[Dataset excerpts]

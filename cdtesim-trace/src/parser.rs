//! Trace parsers for binary and JSON-lines input.

use crate::record::{TraceRecord, RECORD_SIZE};
use crate::{Error, Result, TraceHeader, HEADER_SIZE};

/// Iterator over the records of an in-memory binary trace.
///
/// The header is validated on construction. Iteration yields one
/// `Result<TraceRecord>` per record; a trailing partial record yields a
/// single [`Error::Truncated`] and ends the iteration.
#[derive(Debug, Clone)]
pub struct TraceParser<'a> {
    data: &'a [u8],
    offset: usize,
    index: usize,
    failed: bool,
}

impl<'a> TraceParser<'a> {
    /// Creates a parser over a complete binary trace, header included.
    ///
    /// # Errors
    /// Returns an error if the header is invalid.
    pub fn new(data: &'a [u8]) -> Result<Self> {
        TraceHeader::parse(data)?;
        Ok(Self {
            data,
            offset: HEADER_SIZE,
            index: 0,
            failed: false,
        })
    }

    /// Number of complete records in the trace.
    #[must_use]
    pub fn record_count(&self) -> usize {
        (self.data.len() - HEADER_SIZE) / RECORD_SIZE
    }

    /// Index of the next record to be parsed.
    #[must_use]
    pub fn position(&self) -> usize {
        self.index
    }
}

impl Iterator for TraceParser<'_> {
    type Item = Result<TraceRecord>;

    fn next(&mut self) -> Option<Self::Item> {
        if self.failed || self.offset >= self.data.len() {
            return None;
        }
        let remaining = self.data.len() - self.offset;
        if remaining < RECORD_SIZE {
            self.failed = true;
            return Some(Err(Error::Truncated(format!(
                "{remaining} trailing bytes after record {}",
                self.index
            ))));
        }

        let raw = &self.data[self.offset..self.offset + RECORD_SIZE];
        let record = TraceRecord::parse(raw, self.index);
        self.offset += RECORD_SIZE;
        self.index += 1;
        if record.is_err() {
            self.failed = true;
        }
        Some(record)
    }
}

/// Parses one line of a JSON-lines trace. Blank lines yield `None`.
///
/// # Errors
/// Returns [`Error::Json`] with the 1-based line number on malformed input.
pub fn parse_json_line(line: &str, line_number: usize) -> Result<Option<TraceRecord>> {
    let trimmed = line.trim();
    if trimmed.is_empty() {
        return Ok(None);
    }
    serde_json::from_str(trimmed)
        .map(Some)
        .map_err(|source| Error::Json {
            line: line_number,
            source,
        })
}
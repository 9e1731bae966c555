//! Fixed-layout 1-D and 2-D histograms.
//!
//! Histograms are allocated once with their final binning and only ever
//! accumulate. Out-of-range fills go to dedicated underflow/overflow
//! counters so the in-range contents stay exact.

use crate::{Error, Result};

#[cfg(feature = "serde")]
use serde::{Deserialize, Serialize};

/// Binning of one histogram axis.
#[derive(Debug, Clone, PartialEq)]
#[cfg_attr(feature = "serde", derive(Serialize, Deserialize))]
pub enum Axis {
    /// `bins` equal-width bins over `[min, max)`.
    Uniform { bins: usize, min: f64, max: f64 },
    /// Arbitrary strictly increasing edges.
    Variable { edges: Vec<f64> },
}

/// Where a value lands on an axis.
#[derive(Debug, Clone, Copy, PartialEq, Eq)]
pub enum BinSlot {
    Underflow,
    Bin(usize),
    Overflow,
}

impl Axis {
    /// Creates a uniform axis.
    ///
    /// # Errors
    /// Returns an error for zero bins or an empty/inverted range.
    pub fn uniform(bins: usize, min: f64, max: f64) -> Result<Self> {
        if bins == 0 || !(max > min) {
            return Err(Error::Config(format!(
                "invalid uniform axis: {bins} bins over [{min}, {max})"
            )));
        }
        Ok(Self::Uniform { bins, min, max })
    }

    /// Creates an axis from explicit bin edges.
    ///
    /// # Errors
    /// Returns an error unless there are at least two strictly increasing edges.
    pub fn variable(edges: &[f64]) -> Result<Self> {
        if edges.len() < 2 || edges.windows(2).any(|w| !(w[1] > w[0])) {
            return Err(Error::Config(
                "variable axis needs at least two strictly increasing edges".to_string(),
            ));
        }
        Ok(Self::Variable {
            edges: edges.to_vec(),
        })
    }

    /// Number of in-range bins.
    #[must_use]
    pub fn bins(&self) -> usize {
        match self {
            Self::Uniform { bins, .. } => *bins,
            Self::Variable { edges } => edges.len() - 1,
        }
    }

    /// Lower edge of bin `i`.
    #[must_use]
    #[allow(clippy::cast_precision_loss)]
    pub fn lower_edge(&self, i: usize) -> f64 {
        match self {
            Self::Uniform { bins, min, max } => min + (max - min) * (i as f64) / (*bins as f64),
            Self::Variable { edges } => edges[i],
        }
    }

    /// Upper edge of bin `i`.
    #[must_use]
    pub fn upper_edge(&self, i: usize) -> f64 {
        self.lower_edge(i + 1)
    }

    /// Width of bin `i`.
    #[must_use]
    pub fn bin_width(&self, i: usize) -> f64 {
        self.upper_edge(i) - self.lower_edge(i)
    }

    /// All bin edges, `bins() + 1` values.
    #[must_use]
    pub fn edges(&self) -> Vec<f64> {
        (0..=self.bins()).map(|i| self.lower_edge(i)).collect()
    }

    /// Locates `value` on the axis. NaN counts as underflow.
    #[must_use]
    #[allow(
        clippy::cast_possible_truncation,
        clippy::cast_sign_loss,
        clippy::cast_precision_loss
    )]
    pub fn slot(&self, value: f64) -> BinSlot {
        match self {
            Self::Uniform { bins, min, max } => {
                if value.is_nan() || value < *min {
                    BinSlot::Underflow
                } else if value >= *max {
                    BinSlot::Overflow
                } else {
                    let bin = ((value - min) * (*bins as f64) / (max - min)) as usize;
                    BinSlot::Bin(bin.min(bins - 1))
                }
            }
            Self::Variable { edges } => {
                if value.is_nan() || value < edges[0] {
                    BinSlot::Underflow
                } else if value >= edges[edges.len() - 1] {
                    BinSlot::Overflow
                } else {
                    BinSlot::Bin(edges.partition_point(|&edge| edge <= value) - 1)
                }
            }
        }
    }
}

/// A 1-D histogram with `f64` contents.
#[derive(Debug, Clone, PartialEq)]
#[cfg_attr(feature = "serde", derive(Serialize, Deserialize))]
pub struct Histogram1D {
    name: String,
    title: String,
    axis: Axis,
    contents: Vec<f64>,
    underflow: f64,
    overflow: f64,
    entries: u64,
}

impl Histogram1D {
    /// Creates an empty histogram.
    #[must_use]
    pub fn new(name: impl Into<String>, title: impl Into<String>, axis: Axis) -> Self {
        let bins = axis.bins();
        Self {
            name: name.into(),
            title: title.into(),
            axis,
            contents: vec![0.0; bins],
            underflow: 0.0,
            overflow: 0.0,
            entries: 0,
        }
    }

    #[must_use]
    pub fn name(&self) -> &str {
        &self.name
    }

    #[must_use]
    pub fn title(&self) -> &str {
        &self.title
    }

    #[must_use]
    pub fn axis(&self) -> &Axis {
        &self.axis
    }

    /// In-range bin contents.
    #[must_use]
    pub fn contents(&self) -> &[f64] {
        &self.contents
    }

    /// Content of bin `i`.
    #[must_use]
    pub fn content(&self, i: usize) -> f64 {
        self.contents[i]
    }

    #[must_use]
    pub fn underflow(&self) -> f64 {
        self.underflow
    }

    #[must_use]
    pub fn overflow(&self) -> f64 {
        self.overflow
    }

    /// Number of fill calls, including out-of-range ones.
    #[must_use]
    pub fn entries(&self) -> u64 {
        self.entries
    }

    /// Sum of in-range contents.
    #[must_use]
    pub fn integral(&self) -> f64 {
        self.contents.iter().sum()
    }

    /// Adds one count at `value`.
    pub fn fill(&mut self, value: f64) {
        self.fill_weighted(value, 1.0);
    }

    /// Adds `weight` at `value`.
    pub fn fill_weighted(&mut self, value: f64, weight: f64) {
        self.entries += 1;
        match self.axis.slot(value) {
            BinSlot::Underflow => self.underflow += weight,
            BinSlot::Overflow => self.overflow += weight,
            BinSlot::Bin(i) => self.contents[i] += weight,
        }
    }

    /// Divides every bin by its width, turning counts into a density per axis unit.
    pub fn normalize_by_width(&mut self) {
        for (i, content) in self.contents.iter_mut().enumerate() {
            let width = self.axis.bin_width(i);
            if width > 0.0 {
                *content /= width;
            }
        }
    }

    /// Adds the contents of `other` into `self`.
    ///
    /// # Errors
    /// Returns [`Error::AxisMismatch`] if the binning differs.
    pub fn merge(&mut self, other: &Self) -> Result<()> {
        if self.axis != other.axis {
            return Err(Error::AxisMismatch {
                name: self.name.clone(),
                reason: format!("cannot merge '{}' with different binning", other.name),
            });
        }
        for (a, b) in self.contents.iter_mut().zip(&other.contents) {
            *a += b;
        }
        self.underflow += other.underflow;
        self.overflow += other.overflow;
        self.entries += other.entries;
        Ok(())
    }
}

/// A 2-D histogram with `f64` contents, stored row-major as `[y][x]`.
#[derive(Debug, Clone, PartialEq)]
#[cfg_attr(feature = "serde", derive(Serialize, Deserialize))]
pub struct Histogram2D {
    name: String,
    title: String,
    x_axis: Axis,
    y_axis: Axis,
    contents: Vec<f64>,
    out_of_range: f64,
    entries: u64,
}

impl Histogram2D {
    /// Creates an empty 2-D histogram.
    #[must_use]
    pub fn new(name: impl Into<String>, title: impl Into<String>, x_axis: Axis, y_axis: Axis) -> Self {
        let len = x_axis.bins() * y_axis.bins();
        Self {
            name: name.into(),
            title: title.into(),
            x_axis,
            y_axis,
            contents: vec![0.0; len],
            out_of_range: 0.0,
            entries: 0,
        }
    }

    #[must_use]
    pub fn name(&self) -> &str {
        &self.name
    }

    #[must_use]
    pub fn title(&self) -> &str {
        &self.title
    }

    #[must_use]
    pub fn x_axis(&self) -> &Axis {
        &self.x_axis
    }

    #[must_use]
    pub fn y_axis(&self) -> &Axis {
        &self.y_axis
    }

    /// Content of cell `(ix, iy)`.
    #[must_use]
    pub fn content(&self, ix: usize, iy: usize) -> f64 {
        self.contents[iy * self.x_axis.bins() + ix]
    }

    /// Row-major contents.
    #[must_use]
    pub fn contents(&self) -> &[f64] {
        &self.contents
    }

    /// Weight of fills that fell outside either axis.
    #[must_use]
    pub fn out_of_range(&self) -> f64 {
        self.out_of_range
    }

    #[must_use]
    pub fn entries(&self) -> u64 {
        self.entries
    }

    /// Adds one count at `(x, y)`.
    pub fn fill(&mut self, x: f64, y: f64) {
        self.entries += 1;
        match (self.x_axis.slot(x), self.y_axis.slot(y)) {
            (BinSlot::Bin(ix), BinSlot::Bin(iy)) => {
                let width = self.x_axis.bins();
                self.contents[iy * width + ix] += 1.0;
            }
            _ => self.out_of_range += 1.0,
        }
    }

    /// Iterates over non-empty cells as `(ix, iy, content)`.
    pub fn non_empty_cells(&self) -> impl Iterator<Item = (usize, usize, f64)> + '_ {
        let width = self.x_axis.bins();
        self.contents
            .iter()
            .enumerate()
            .filter(|(_, &value)| value != 0.0)
            .map(move |(idx, &value)| (idx % width, idx / width, value))
    }

    /// Adds the contents of `other` into `self`.
    ///
    /// # Errors
    /// Returns [`Error::AxisMismatch`] if the binning differs.
    pub fn merge(&mut self, other: &Self) -> Result<()> {
        if self.x_axis != other.x_axis || self.y_axis != other.y_axis {
            return Err(Error::AxisMismatch {
                name: self.name.clone(),
                reason: format!("cannot merge '{}' with different binning", other.name),
            });
        }
        for (a, b) in self.contents.iter_mut().zip(&other.contents) {
            *a += b;
        }
        self.out_of_range += other.out_of_range;
        self.entries += other.entries;
        Ok(())
    }
}
//! Event scanner for step traces.
//!
//! Walks a trace once and reports its event structure without running the
//! response pipeline.

use crate::Result;
use cdtesim_core::VolumeKind;
use cdtesim_trace::TraceRecord;

/// Summary of a step trace.
#[derive(Debug, Clone, Default, PartialEq)]
pub struct TraceSummary {
    /// Records of any kind.
    pub records: usize,
    /// Event-begin records.
    pub events: usize,
    /// Step records.
    pub steps: usize,
    /// Steps in pixel volumes.
    pub pixel_steps: usize,
    /// Steps crossing the incident plane.
    pub incident_steps: usize,
    /// Steps in collimator grids.
    pub grid_steps: usize,
    /// Raw energy deposited in pixel volumes (keV).
    pub pixel_deposit_kev: f64,
    /// Events begun but never ended, or ended without a begin.
    pub unbalanced_events: usize,
    /// Smallest and largest event id seen.
    pub event_id_range: Option<(i64, i64)>,
}

/// Scanner for event boundaries in step traces.
pub struct TraceScanner;

impl TraceScanner {
    /// Scans a record stream.
    ///
    /// # Errors
    /// Returns the first decoding error of the stream.
    pub fn scan<I>(records: I) -> Result<TraceSummary>
    where
        I: IntoIterator<Item = Result<TraceRecord>>,
    {
        let mut summary = TraceSummary::default();
        let mut open = false;

        for record in records {
            let record = record?;
            summary.records += 1;
            match record {
                TraceRecord::EventBegin(kin) => {
                    if open {
                        summary.unbalanced_events += 1;
                    }
                    open = true;
                    summary.events += 1;
                    summary.event_id_range = Some(match summary.event_id_range {
                        Some((lo, hi)) => (lo.min(kin.event_id), hi.max(kin.event_id)),
                        None => (kin.event_id, kin.event_id),
                    });
                }
                TraceRecord::Step(step) => {
                    summary.steps += 1;
                    match step.volume {
                        VolumeKind::Pixel { .. } => {
                            summary.pixel_steps += 1;
                            summary.pixel_deposit_kev += step.raw_energy_kev;
                        }
                        VolumeKind::IncidentPlane => summary.incident_steps += 1,
                        VolumeKind::Grid => summary.grid_steps += 1,
                        VolumeKind::Passive => {}
                    }
                }
                TraceRecord::EventEnd { .. } => {
                    if !open {
                        summary.unbalanced_events += 1;
                    }
                    open = false;
                }
            }
        }
        if open {
            summary.unbalanced_events += 1;
        }
        Ok(summary)
    }
}

#[cfg(test)]
mod tests {
    use super::*;
    use approx::assert_relative_eq;
    use cdtesim_core::{IncidentKinematics, StepDeposit, Vec3};

    fn begin(event_id: i64) -> TraceRecord {
        TraceRecord::EventBegin(IncidentKinematics {
            event_id,
            ..IncidentKinematics::default()
        })
    }

    #[test]
    fn test_scan_counts() {
        let mut grid = StepDeposit::in_pixel(0, 0.0, Vec3::default());
        grid.volume = VolumeKind::Grid;
        let records = vec![
            begin(5),
            TraceRecord::Step(StepDeposit::in_pixel(1, 2.5, Vec3::default())),
            TraceRecord::Step(StepDeposit::in_pixel(2, 4.0, Vec3::default())),
            TraceRecord::Step(grid),
            TraceRecord::EventEnd { event_id: 5 },
            begin(2),
            TraceRecord::EventEnd { event_id: 2 },
        ];
        let summary = TraceScanner::scan(records.into_iter().map(Ok)).unwrap();
        assert_eq!(summary.records, 7);
        assert_eq!(summary.events, 2);
        assert_eq!(summary.steps, 3);
        assert_eq!(summary.pixel_steps, 2);
        assert_eq!(summary.grid_steps, 1);
        assert_relative_eq!(summary.pixel_deposit_kev, 6.5);
        assert_eq!(summary.unbalanced_events, 0);
        assert_eq!(summary.event_id_range, Some((2, 5)));
    }

    #[test]
    fn test_scan_unbalanced() {
        let records = vec![begin(0), begin(1), TraceRecord::EventEnd { event_id: 1 }, begin(2)];
        let summary = TraceScanner::scan(records.into_iter().map(Ok)).unwrap();
        assert_eq!(summary.events, 3);
        assert_eq!(summary.unbalanced_events, 2);
    }

    #[test]
    fn test_scan_empty() {
        let summary = TraceScanner::scan(std::iter::empty()).unwrap();
        assert_eq!(summary, TraceSummary::default());
    }
}
//! Random draws of the response chain: two-stage Gaussian smearing and
//! near-surface jitter.

use crate::calibration::JitterBounds;
use rand::rngs::StdRng;
use rand::{Rng, SeedableRng};
use rand_distr::StandardNormal;

/// Output of the two-stage smear for one channel.
#[derive(Debug, Clone, Copy, PartialEq)]
pub struct SmearedEnergy {
    /// After the charge-statistics draw (keV).
    pub charge_kev: f64,
    /// After the electronics draw; the realistic energy (keV).
    pub realistic_kev: f64,
}

/// Noise generator owned by one run aggregator.
///
/// The charge-statistics draw and the electronics draw are two independent
/// Gaussian samples, never one combined-variance sample.
#[derive(Debug, Clone)]
pub struct Smearer {
    rng: StdRng,
    electronic_noise_kev: f64,
}

impl Smearer {
    /// Creates a smearer, seeded for reproducibility or from OS entropy.
    #[must_use]
    pub fn new(seed: Option<u64>, electronic_noise_kev: f64) -> Self {
        let rng = match seed {
            Some(seed) => StdRng::seed_from_u64(seed),
            None => StdRng::from_entropy(),
        };
        Self {
            rng,
            electronic_noise_kev,
        }
    }

    /// Draws from N(mean, sigma²). A non-positive sigma returns `mean` exactly.
    pub fn gaussian(&mut self, mean: f64, sigma: f64) -> f64 {
        if sigma <= 0.0 {
            return mean;
        }
        let z: f64 = self.rng.sample(StandardNormal);
        mean + sigma * z
    }

    /// Smears a collected energy with `charge_sigma`, then with the fixed
    /// electronics noise.
    pub fn smear(&mut self, collected_kev: f64, charge_sigma: f64) -> SmearedEnergy {
        let charge_kev = self.gaussian(collected_kev, charge_sigma);
        let realistic_kev = self.gaussian(charge_kev, self.electronic_noise_kev);
        SmearedEnergy {
            charge_kev,
            realistic_kev,
        }
    }

    /// Draws near-surface constants `(R0, L)` uniformly within `bounds`.
    pub fn draw_near_surface(&mut self, bounds: &JitterBounds) -> (f64, f64) {
        let r0 = self.rng.gen_range(bounds.r0_min..=bounds.r0_max);
        let length = self
            .rng
            .gen_range(bounds.length_min_mm..=bounds.length_max_mm);
        (r0, length)
    }
}
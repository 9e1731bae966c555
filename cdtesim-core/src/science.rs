//! Instrument ("science") energy channels.
//!
//! The instrument reports counts in 32 non-uniform energy bins. Classifying
//! a single energy clamps: bin 0 holds everything below 4 keV and bin 31
//! everything from 150 keV up. Spectra filled by value over the same edges
//! send values outside 0-250 keV to underflow/overflow instead.

/// Number of instrument energy bins.
pub const NUM_SCIENCE_BINS: usize = 32;

/// Bin edges in keV. `SCIENCE_EDGES_KEV[i]..SCIENCE_EDGES_KEV[i + 1]` is bin `i`.
pub const SCIENCE_EDGES_KEV: [f64; NUM_SCIENCE_BINS + 1] = [
    0.0, 4.0, 5.0, 6.0, 7.0, 8.0, 9.0, 10.0, 11.0, 12.0, 13.0, 14.0, 15.0, 16.0, 18.0, 20.0, 22.0,
    25.0, 28.0, 32.0, 36.0, 40.0, 45.0, 50.0, 56.0, 63.0, 70.0, 76.0, 84.0, 100.0, 120.0, 150.0,
    250.0,
];

const LOWEST_SIGNAL_KEV: f64 = 4.0;
const HIGHEST_BIN_START_KEV: f64 = 150.0;

/// Maps an energy (keV) to its instrument bin.
///
/// Energies below 4 keV (including negative noise excursions) map to bin 0,
/// energies at or above 150 keV map to bin 31.
#[must_use]
pub fn science_bin(energy_kev: f64) -> usize {
    if energy_kev.is_nan() || energy_kev < LOWEST_SIGNAL_KEV {
        return 0;
    }
    if energy_kev >= HIGHEST_BIN_START_KEV {
        return NUM_SCIENCE_BINS - 1;
    }
    // First edge strictly above the energy; the bin starts one edge earlier.
    SCIENCE_EDGES_KEV[..NUM_SCIENCE_BINS].partition_point(|&edge| edge <= energy_kev) - 1
}

/// Physical width of bin `bin` in keV, `None` past the last bin.
#[must_use]
pub fn science_bin_width(bin: usize) -> Option<f64> {
    let lo = SCIENCE_EDGES_KEV.get(bin)?;
    let hi = SCIENCE_EDGES_KEV.get(bin + 1)?;
    Some(hi - lo)
}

### Your instructions
What lines above hold the word "allow"? Pull each one out.

### Answer for the task
    #[allow(clippy::cast_precision_loss)]
    #[allow(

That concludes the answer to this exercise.